▶ ASSIGNED TASK: Copy out every line holding the string "contains" from the records below.

▶ EXTRACTED INFORMATION:
use super::{AssessmentReport, OutputWriter};
use crate::orchestrator::RiskAssessmentResult;
use crate::risk::RiskLevel;
use colored::*;
use comfy_table::{Cell, Color, Table};
use std::io::Write;

pub struct TerminalWriter<W: Write> {
    writer: W,
}

impl<W: Write> TerminalWriter<W> {
    pub fn new(writer: W) -> Self {
        Self { writer }
    }
}

impl<W: Write> OutputWriter for TerminalWriter<W> {
    fn write_report(&mut self, report: &AssessmentReport) -> anyhow::Result<()> {
        writeln!(self.writer, "{}", "RISK ASSESSMENT".bold().cyan())?;
        writeln!(self.writer)?;
        if !report.results.is_empty() {
            writeln!(self.writer, "{}", summary_table(&report.results))?;
        }
        self.write_exclusions(&report.results)?;
        self.write_failures(report)?;
        writeln!(
            self.writer,
            "{} assessed, {} partial, {} failed",
            report.results.len(),
            report.partial_count(),
            report.failures.len()
        )?;
        self.writer.flush()?;
        Ok(())
    }
}

impl<W: Write> TerminalWriter<W> {
    fn write_exclusions(&mut self, results: &[RiskAssessmentResult]) -> anyhow::Result<()> {
        let notes: Vec<String> = results
            .iter()
            .flat_map(|result| {
                let asset = result.asset_id.as_str();
                result
                    .design_warnings
                    .iter()
                    .map(move |w| format!("{}: {}", asset, w))
                    .chain(
                        result
                            .exclusions
                            .iter()
                            .map(move |e| format!("{}: {} excluded: {}", asset, e.mechanism.label(), e.error)),
                    )
                    .chain(
                        result
                            .consequence_error
                            .iter()
                            .map(move |e| format!("{}: consequence not computed: {}", asset, e)),
                    )
            })
            .collect();

        if notes.is_empty() {
            return Ok(());
        }
        writeln!(self.writer, "{}", "Notes".bold())?;
        for note in notes {
            writeln!(self.writer, "  {} {}", "!".yellow(), note)?;
        }
        writeln!(self.writer)?;
        Ok(())
    }

    fn write_failures(&mut self, report: &AssessmentReport) -> anyhow::Result<()> {
        if !report.has_failures() {
            return Ok(());
        }
        writeln!(self.writer, "{}", "Failed".bold().red())?;
        for failure in &report.failures {
            writeln!(self.writer, "  {} {}", failure.asset_id, failure.error)?;
        }
        writeln!(self.writer)?;
        Ok(())
    }
}

fn level_color(level: RiskLevel) -> Color {
    match level {
        RiskLevel::Low => Color::Green,
        RiskLevel::Medium => Color::Yellow,
        RiskLevel::High => Color::Red,
        RiskLevel::VeryHigh => Color::Magenta,
    }
}

fn dash() -> String {
    "-".to_string()
}

pub fn summary_table(results: &[RiskAssessmentResult]) -> Table {
    let mut table = Table::new();
    table.set_header(vec![
        "Asset",
        "Governing mechanism",
        "DF",
        "PoF",
        "CoF",
        "Method",
        "Risk",
        "Level",
    ]);

    for result in results {
        let pof = result.pof.as_ref();
        let governing = pof
            .and_then(|p| p.governing_mechanism)
            .map_or_else(|| "baseline".to_string(), |m| m.label().to_string());
        let method = result
            .consequence
            .as_ref()
            .map_or_else(dash, |c| format!("{:?}", c.governing_method));
        let level_cell = match result.risk_level() {
            Some(level) => Cell::new(level.label()).fg(level_color(level)),
            None => Cell::new("incomplete"),
        };

        table.add_row(vec![
            Cell::new(result.asset_id.as_str()),
            Cell::new(pof.map_or_else(dash, |_| governing)),
            Cell::new(pof.map_or_else(dash, |p| format!("{:.2}", p.damage_factor))),
            Cell::new(pof.map_or_else(dash, |p| p.category.to_string())),
            Cell::new(
                result
                    .consequence
                    .as_ref()
                    .map_or_else(dash, |c| c.governing_category.to_string()),
            ),
            Cell::new(method),
            Cell::new(result.risk_category().map_or_else(dash, |c| c.to_string())),
            level_cell,
        ]);
    }
    table
}

#[cfg(test)]
mod tests {
    use super::*;
    use crate::config::EngineConfig;
    use crate::core::MechanismKind;
    use crate::damage::test_support::carbon_steel_pipe;
    use crate::orchestrator::RecalculationOrchestrator;

    fn render(report: &AssessmentReport) -> String {
        let mut buffer = Vec::new();
        TerminalWriter::new(&mut buffer).write_report(report).unwrap();
        String::from_utf8(buffer).unwrap()
    }

    #[test]
    fn test_report_lists_assets_and_exclusions() {
        let mut ctx = carbon_steel_pipe();
        ctx.mechanisms.insert(MechanismKind::InternalSccSohic);
        let result = RecalculationOrchestrator::with_reference_table(EngineConfig::default())
            .recalculate(&ctx)
            .unwrap();
        let output = render(&AssessmentReport {
            results: vec![result],
            failures: vec![],
        });

        assert!(output.contains("P-100"));
        assert!(output.contains("Internal SCC/SOHIC excluded"));
        assert!(output.contains("1 assessed, 1 partial, 0 failed"));
    }

    #[test]
    fn test_empty_report() {
        let output = render(&AssessmentReport::default());
        assert!(output.contains("0 assessed, 0 partial, 0 failed"));
    }
}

▶ TASK RESPONSE:
        assert!(output.contains("P-100"));
        assert!(output.contains("Internal SCC/SOHIC excluded"));
        assert!(output.contains("1 assessed, 1 partial, 0 failed"));
        assert!(output.contains("0 assessed, 0 partial, 0 failed"));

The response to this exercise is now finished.